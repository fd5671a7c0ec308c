// tessel-core - Collection constructors
// Copyright (c) 2025 Tom Waddington. MIT licensed.

//! Functions that build containers and array helpers.

use tessel_value::kind::index_key;
use tessel_value::{Error, Result, Value};

use super::{arity, arity_range, require_int};
use crate::builtins::collections::pairs;

/// (vector & items)
pub fn builtin_vector(args: &[Value]) -> Result<Value> {
    Ok(Value::array(args.iter().cloned()))
}

/// (list & items)
pub fn builtin_list(args: &[Value]) -> Result<Value> {
    Ok(Value::list(args.iter().cloned()))
}

/// (object & kvs) - object from alternating keys and values
pub fn builtin_object(args: &[Value]) -> Result<Value> {
    let obj = Value::object::<&str>([]);
    if let Value::Object(cell) = &obj {
        for kv in pairs("object", args)? {
            let key = tessel_value::property_key(&kv[0]).ok_or_else(|| {
                Error::type_error_in("object", "string, number, or boolean key", kv[0].type_name())
            })?;
            cell.borrow_mut().insert(key, kv[1].clone());
        }
    }
    Ok(obj)
}

/// (vec coll) - realize into a new array
pub fn builtin_vec(args: &[Value]) -> Result<Value> {
    arity("vec", args, 1)?;
    Ok(Value::array(args[0].to_vec()?))
}

/// (set coll) - realize into a new set
pub fn builtin_set(args: &[Value]) -> Result<Value> {
    arity("set", args, 1)?;
    Ok(Value::set(args[0].to_vec()?))
}

fn require_array<'a>(context: &'static str, val: &'a Value) -> Result<&'a tessel_value::ArrayCell> {
    match val {
        Value::Array(cell) => Ok(cell),
        other => Err(Error::type_error_in(context, "array", other.type_name())),
    }
}

/// Slice bound: negative counts back from the end, then clamped to `len`.
fn slice_bound(n: i64, len: usize) -> usize {
    let len_i = i64::try_from(len).unwrap_or(i64::MAX);
    let n = if n < 0 { n.saturating_add(len_i).max(0) } else { n.min(len_i) };
    usize::try_from(n).unwrap_or(0)
}

/// (subvec arr start) or (subvec arr start end)
///
/// Bounds are clamped to the array and negative bounds count from the end.
/// An end at or before start gives an empty array.
pub fn builtin_subvec(args: &[Value]) -> Result<Value> {
    arity_range("subvec", args, 2, 3)?;
    let cell = require_array("subvec", &args[0])?;
    let len = cell.len();
    let start = slice_bound(require_int("subvec", &args[1])?, len);
    let end = match args.get(2) {
        Some(v) if !v.is_nil() => slice_bound(require_int("subvec", v)?, len),
        _ => len,
    };
    if start >= end {
        return Ok(Value::array([]));
    }
    Ok(Value::Array(cell.borrow().clone().slice(start..end).into()))
}

/// (alength arr)
pub fn builtin_alength(args: &[Value]) -> Result<Value> {
    arity("alength", args, 1)?;
    Ok(Value::from(require_array("alength", &args[0])?.len()))
}

/// (aset arr idx val) - store in place, returning val
pub fn builtin_aset(args: &[Value]) -> Result<Value> {
    arity("aset", args, 3)?;
    let cell = require_array("aset", &args[0])?;
    let index = index_key(&args[1]).ok_or_else(|| {
        Error::type_error_in("aset", "non-negative integer index", args[1].type_name())
    })?;
    if index >= cell.len() {
        return Err(Error::IndexOutOfBounds {
            index: require_int("aset", &args[1])?,
            length: cell.len(),
        });
    }
    cell.borrow_mut().set(index, args[2].clone());
    Ok(args[2].clone())
}

/// (aclone arr) - shallow copy of an array
pub fn builtin_aclone(args: &[Value]) -> Result<Value> {
    arity("aclone", args, 1)?;
    Ok(Value::Array(require_array("aclone", &args[0])?.fork()))
}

====================

• _TO DO_
Give each line of the records above again, unchanged.

• _RESULT OF THE EXERCISE_
repository fd5671a7c0ec308c
// tessel-core - Collection constructors
// Copyright (c) 2025 Tom Waddington. MIT licensed.

//! Functions that build containers and array helpers.

use tessel_value::kind::index_key;
use tessel_value::{Error, Result, Value};

use super::{arity, arity_range, require_int};
use crate::builtins::collections::pairs;

/// (vector & items)
pub fn builtin_vector(args: &[Value]) -> Result<Value> {
    Ok(Value::array(args.iter().cloned()))
}

/// (list & items)
pub fn builtin_list(args: &[Value]) -> Result<Value> {
    Ok(Value::list(args.iter().cloned()))
}

/// (object & kvs) - object from alternating keys and values
pub fn builtin_object(args: &[Value]) -> Result<Value> {
    let obj = Value::object::<&str>([]);
    if let Value::Object(cell) = &obj {
        for kv in pairs("object", args)? {
            let key = tessel_value::property_key(&kv[0]).ok_or_else(|| {
                Error::type_error_in("object", "string, number, or boolean key", kv[0].type_name())
            })?;
            cell.borrow_mut().insert(key, kv[1].clone());
        }
    }
    Ok(obj)
}

/// (vec coll) - realize into a new array
pub fn builtin_vec(args: &[Value]) -> Result<Value> {
    arity("vec", args, 1)?;
    Ok(Value::array(args[0].to_vec()?))
}

/// (set coll) - realize into a new set
pub fn builtin_set(args: &[Value]) -> Result<Value> {
    arity("set", args, 1)?;
    Ok(Value::set(args[0].to_vec()?))
}

fn require_array<'a>(context: &'static str, val: &'a Value) -> Result<&'a tessel_value::ArrayCell> {
    match val {
        Value::Array(cell) => Ok(cell),
        other => Err(Error::type_error_in(context, "array", other.type_name())),
    }
}

/// Slice bound: negative counts back from the end, then clamped to `len`.
fn slice_bound(n: i64, len: usize) -> usize {
    let len_i = i64::try_from(len).unwrap_or(i64::MAX);
    let n = if n < 0 { n.saturating_add(len_i).max(0) } else { n.min(len_i) };
    usize::try_from(n).unwrap_or(0)
}

/// (subvec arr start) or (subvec arr start end)
///
/// Bounds are clamped to the array and negative bounds count from the end.
/// An end at or before start gives an empty array.
pub fn builtin_subvec(args: &[Value]) -> Result<Value> {
    arity_range("subvec", args, 2, 3)?;
    let cell = require_array("subvec", &args[0])?;
    let len = cell.len();
    let start = slice_bound(require_int("subvec", &args[1])?, len);
    let end = match args.get(2) {
        Some(v) if !v.is_nil() => slice_bound(require_int("subvec", v)?, len),
        _ => len,
    };
    if start >= end {
        return Ok(Value::array([]));
    }
    Ok(Value::Array(cell.borrow().clone().slice(start..end).into()))
}

/// (alength arr)
pub fn builtin_alength(args: &[Value]) -> Result<Value> {
    arity("alength", args, 1)?;
    Ok(Value::from(require_array("alength", &args[0])?.len()))
}

/// (aset arr idx val) - store in place, returning val
pub fn builtin_aset(args: &[Value]) -> Result<Value> {
    arity("aset", args, 3)?;
    let cell = require_array("aset", &args[0])?;
    let index = index_key(&args[1]).ok_or_else(|| {
        Error::type_error_in("aset", "non-negative integer index", args[1].type_name())
    })?;
    if index >= cell.len() {
        return Err(Error::IndexOutOfBounds {
            index: require_int("aset", &args[1])?,
            length: cell.len(),
        });
    }
    cell.borrow_mut().set(index, args[2].clone());
    Ok(args[2].clone())
}

/// (aclone arr) - shallow copy of an array
pub fn builtin_aclone(args: &[Value]) -> Result<Value> {
    arity("aclone", args, 1)?;
    Ok(Value::Array(require_array("aclone", &args[0])?.fork()))
}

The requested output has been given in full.